BEGIN DATA RECORDS

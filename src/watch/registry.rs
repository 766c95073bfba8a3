// src/watch/registry.rs

//! The watch registry: build id -> active watch.
//!
//! This is the only shared mutable state of the orchestrator. Every
//! operation takes the same mutex, so concurrent register/unregister/list
//! calls never observe a torn table. Instances are plain values: callers own
//! (and tests create) their own registry.

use std::collections::{BTreeMap, BTreeSet};
use std::fmt;
use std::path::PathBuf;
use std::sync::{Arc, Mutex, MutexGuard, PoisonError};
use std::time::Duration;

use tracing::debug;

use crate::config::BuildConfig;
use crate::watch::batch::ChangeBatch;
use crate::watch::debounce::OnBatch;
use crate::watch::filter::WatchFilter;

/// Something that must be shut down when its build is unregistered
/// (a debouncer, a dispatch worker).
pub trait Detach: Send {
    fn detach(self: Box<Self>);
}

/// Runtime record of one watched build.
#[derive(Clone)]
pub struct WatchDescriptor {
    pub id: String,
    pub watch_paths: Vec<PathBuf>,
    pub filter: WatchFilter,
    /// Receives debounced batches; captures the build's config and compiler
    /// environment on the dispatch side.
    pub handler: OnBatch,
    pub debounce_window: Duration,
    pub config: Arc<BuildConfig>,
}

impl fmt::Debug for WatchDescriptor {
    fn fmt(&self, f: &mut fmt::Formatter<'_>) -> fmt::Result {
        f.debug_struct("WatchDescriptor")
            .field("id", &self.id)
            .field("watch_paths", &self.watch_paths)
            .field("debounce_window", &self.debounce_window)
            .finish_non_exhaustive()
    }
}

impl WatchDescriptor {
    pub fn new(config: Arc<BuildConfig>, filter: WatchFilter, handler: OnBatch) -> Self {
        Self {
            id: config.id.clone(),
            watch_paths: config.watch_paths.clone(),
            filter,
            handler,
            debounce_window: Duration::from_millis(config.reload_options.debounce_ms),
            config,
        }
    }

    /// Hand a batch to this build's handler.
    pub fn dispatch(&self, batch: ChangeBatch) {
        (self.handler)(batch)
    }
}

struct Entry {
    descriptor: WatchDescriptor,
    attachments: Vec<Box<dyn Detach>>,
}

#[derive(Default)]
pub struct WatchRegistry {
    entries: Mutex<BTreeMap<String, Entry>>,
}

impl fmt::Debug for WatchRegistry {
    fn fmt(&self, f: &mut fmt::Formatter<'_>) -> fmt::Result {
        f.debug_struct("WatchRegistry")
            .field("ids", &self.list_ids())
            .finish()
    }
}

impl WatchRegistry {
    pub fn new() -> Self {
        Self::default()
    }

    fn lock(&self) -> MutexGuard<'_, BTreeMap<String, Entry>> {
        // A panic while holding the lock cannot leave the map half-updated
        // (every mutation is a single insert/remove), so poisoning is ignored.
        self.entries.lock().unwrap_or_else(PoisonError::into_inner)
    }

    /// Register a descriptor. Returns `false` (and does nothing) if the id is
    /// already present.
    pub fn register(&self, id: &str, descriptor: WatchDescriptor) -> bool {
        let mut entries = self.lock();
        if entries.contains_key(id) {
            debug!(build = %id, "register: already present");
            return false;
        }
        entries.insert(
            id.to_string(),
            Entry {
                descriptor,
                attachments: Vec::new(),
            },
        );
        debug!(build = %id, "registered watch");
        true
    }

    /// Tie a running component to a registered id. If the id is gone (e.g. it
    /// was stopped meanwhile) the component is detached immediately and
    /// `false` is returned.
    pub fn attach(&self, id: &str, component: Box<dyn Detach>) -> bool {
        let rejected = {
            let mut entries = self.lock();
            match entries.get_mut(id) {
                Some(entry) => {
                    entry.attachments.push(component);
                    None
                }
                None => Some(component),
            }
        };
        match rejected {
            Some(component) => {
                component.detach();
                false
            }
            None => true,
        }
    }

    /// Remove an id and detach everything attached to it. Returns `false` if
    /// the id was not registered.
    pub fn unregister(&self, id: &str) -> bool {
        let removed = self.lock().remove(id);
        match removed {
            Some(entry) => {
                for component in entry.attachments {
                    component.detach();
                }
                debug!(build = %id, "unregistered watch");
                true
            }
            None => false,
        }
    }

    pub fn get(&self, id: &str) -> Option<WatchDescriptor> {
        self.lock().get(id).map(|e| e.descriptor.clone())
    }

    pub fn contains(&self, id: &str) -> bool {
        self.lock().contains_key(id)
    }

    pub fn list_ids(&self) -> BTreeSet<String> {
        self.lock().keys().cloned().collect()
    }

    pub fn len(&self) -> usize {
        self.lock().len()
    }

    pub fn is_empty(&self) -> bool {
        self.lock().is_empty()
    }
}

END DATA RECORDS

Give the full listing above again, exactly as it was presented.

● EXERCISE RESULT:
filename src/watch/registry.rs
repository 766c95073bfba8a3
// src/watch/registry.rs

//! The watch registry: build id -> active watch.
//!
//! This is the only shared mutable state of the orchestrator. Every
//! operation takes the same mutex, so concurrent register/unregister/list
//! calls never observe a torn table. Instances are plain values: callers own
//! (and tests create) their own registry.

use std::collections::{BTreeMap, BTreeSet};
use std::fmt;
use std::path::PathBuf;
use std::sync::{Arc, Mutex, MutexGuard, PoisonError};
use std::time::Duration;

use tracing::debug;

use crate::config::BuildConfig;
use crate::watch::batch::ChangeBatch;
use crate::watch::debounce::OnBatch;
use crate::watch::filter::WatchFilter;

/// Something that must be shut down when its build is unregistered
/// (a debouncer, a dispatch worker).
pub trait Detach: Send {
    fn detach(self: Box<Self>);
}

/// Runtime record of one watched build.
#[derive(Clone)]
pub struct WatchDescriptor {
    pub id: String,
    pub watch_paths: Vec<PathBuf>,
    pub filter: WatchFilter,
    /// Receives debounced batches; captures the build's config and compiler
    /// environment on the dispatch side.
    pub handler: OnBatch,
    pub debounce_window: Duration,
    pub config: Arc<BuildConfig>,
}

impl fmt::Debug for WatchDescriptor {
    fn fmt(&self, f: &mut fmt::Formatter<'_>) -> fmt::Result {
        f.debug_struct("WatchDescriptor")
            .field("id", &self.id)
            .field("watch_paths", &self.watch_paths)
            .field("debounce_window", &self.debounce_window)
            .finish_non_exhaustive()
    }
}

impl WatchDescriptor {
    pub fn new(config: Arc<BuildConfig>, filter: WatchFilter, handler: OnBatch) -> Self {
        Self {
            id: config.id.clone(),
            watch_paths: config.watch_paths.clone(),
            filter,
            handler,
            debounce_window: Duration::from_millis(config.reload_options.debounce_ms),
            config,
        }
    }

    /// Hand a batch to this build's handler.
    pub fn dispatch(&self, batch: ChangeBatch) {
        (self.handler)(batch)
    }
}

struct Entry {
    descriptor: WatchDescriptor,
    attachments: Vec<Box<dyn Detach>>,
}

#[derive(Default)]
pub struct WatchRegistry {
    entries: Mutex<BTreeMap<String, Entry>>,
}

impl fmt::Debug for WatchRegistry {
    fn fmt(&self, f: &mut fmt::Formatter<'_>) -> fmt::Result {
        f.debug_struct("WatchRegistry")
            .field("ids", &self.list_ids())
            .finish()
    }
}

impl WatchRegistry {
    pub fn new() -> Self {
        Self::default()
    }

    fn lock(&self) -> MutexGuard<'_, BTreeMap<String, Entry>> {
        // A panic while holding the lock cannot leave the map half-updated
        // (every mutation is a single insert/remove), so poisoning is ignored.
        self.entries.lock().unwrap_or_else(PoisonError::into_inner)
    }

    /// Register a descriptor. Returns `false` (and does nothing) if the id is
    /// already present.
    pub fn register(&self, id: &str, descriptor: WatchDescriptor) -> bool {
        let mut entries = self.lock();
        if entries.contains_key(id) {
            debug!(build = %id, "register: already present");
            return false;
        }
        entries.insert(
            id.to_string(),
            Entry {
                descriptor,
                attachments: Vec::new(),
            },
        );
        debug!(build = %id, "registered watch");
        true
    }

    /// Tie a running component to a registered id. If the id is gone (e.g. it
    /// was stopped meanwhile) the component is detached immediately and
    /// `false` is returned.
    pub fn attach(&self, id: &str, component: Box<dyn Detach>) -> bool {
        let rejected = {
            let mut entries = self.lock();
            match entries.get_mut(id) {
                Some(entry) => {
                    entry.attachments.push(component);
                    None
                }
                None => Some(component),
            }
        };
        match rejected {
            Some(component) => {
                component.detach();
                false
            }
            None => true,
        }
    }

    /// Remove an id and detach everything attached to it. Returns `false` if
    /// the id was not registered.
    pub fn unregister(&self, id: &str) -> bool {
        let removed = self.lock().remove(id);
        match removed {
            Some(entry) => {
                for component in entry.attachments {
                    component.detach();
                }
                debug!(build = %id, "unregistered watch");
                true
            }
            None => false,
        }
    }

    pub fn get(&self, id: &str) -> Option<WatchDescriptor> {
        self.lock().get(id).map(|e| e.descriptor.clone())
    }

    pub fn contains(&self, id: &str) -> bool {
        self.lock().contains_key(id)
    }

    pub fn list_ids(&self) -> BTreeSet<String> {
        self.lock().keys().cloned().collect()
    }

    pub fn len(&self) -> usize {
        self.lock().len()
    }

    pub fn is_empty(&self) -> bool {
        self.lock().is_empty()
    }
}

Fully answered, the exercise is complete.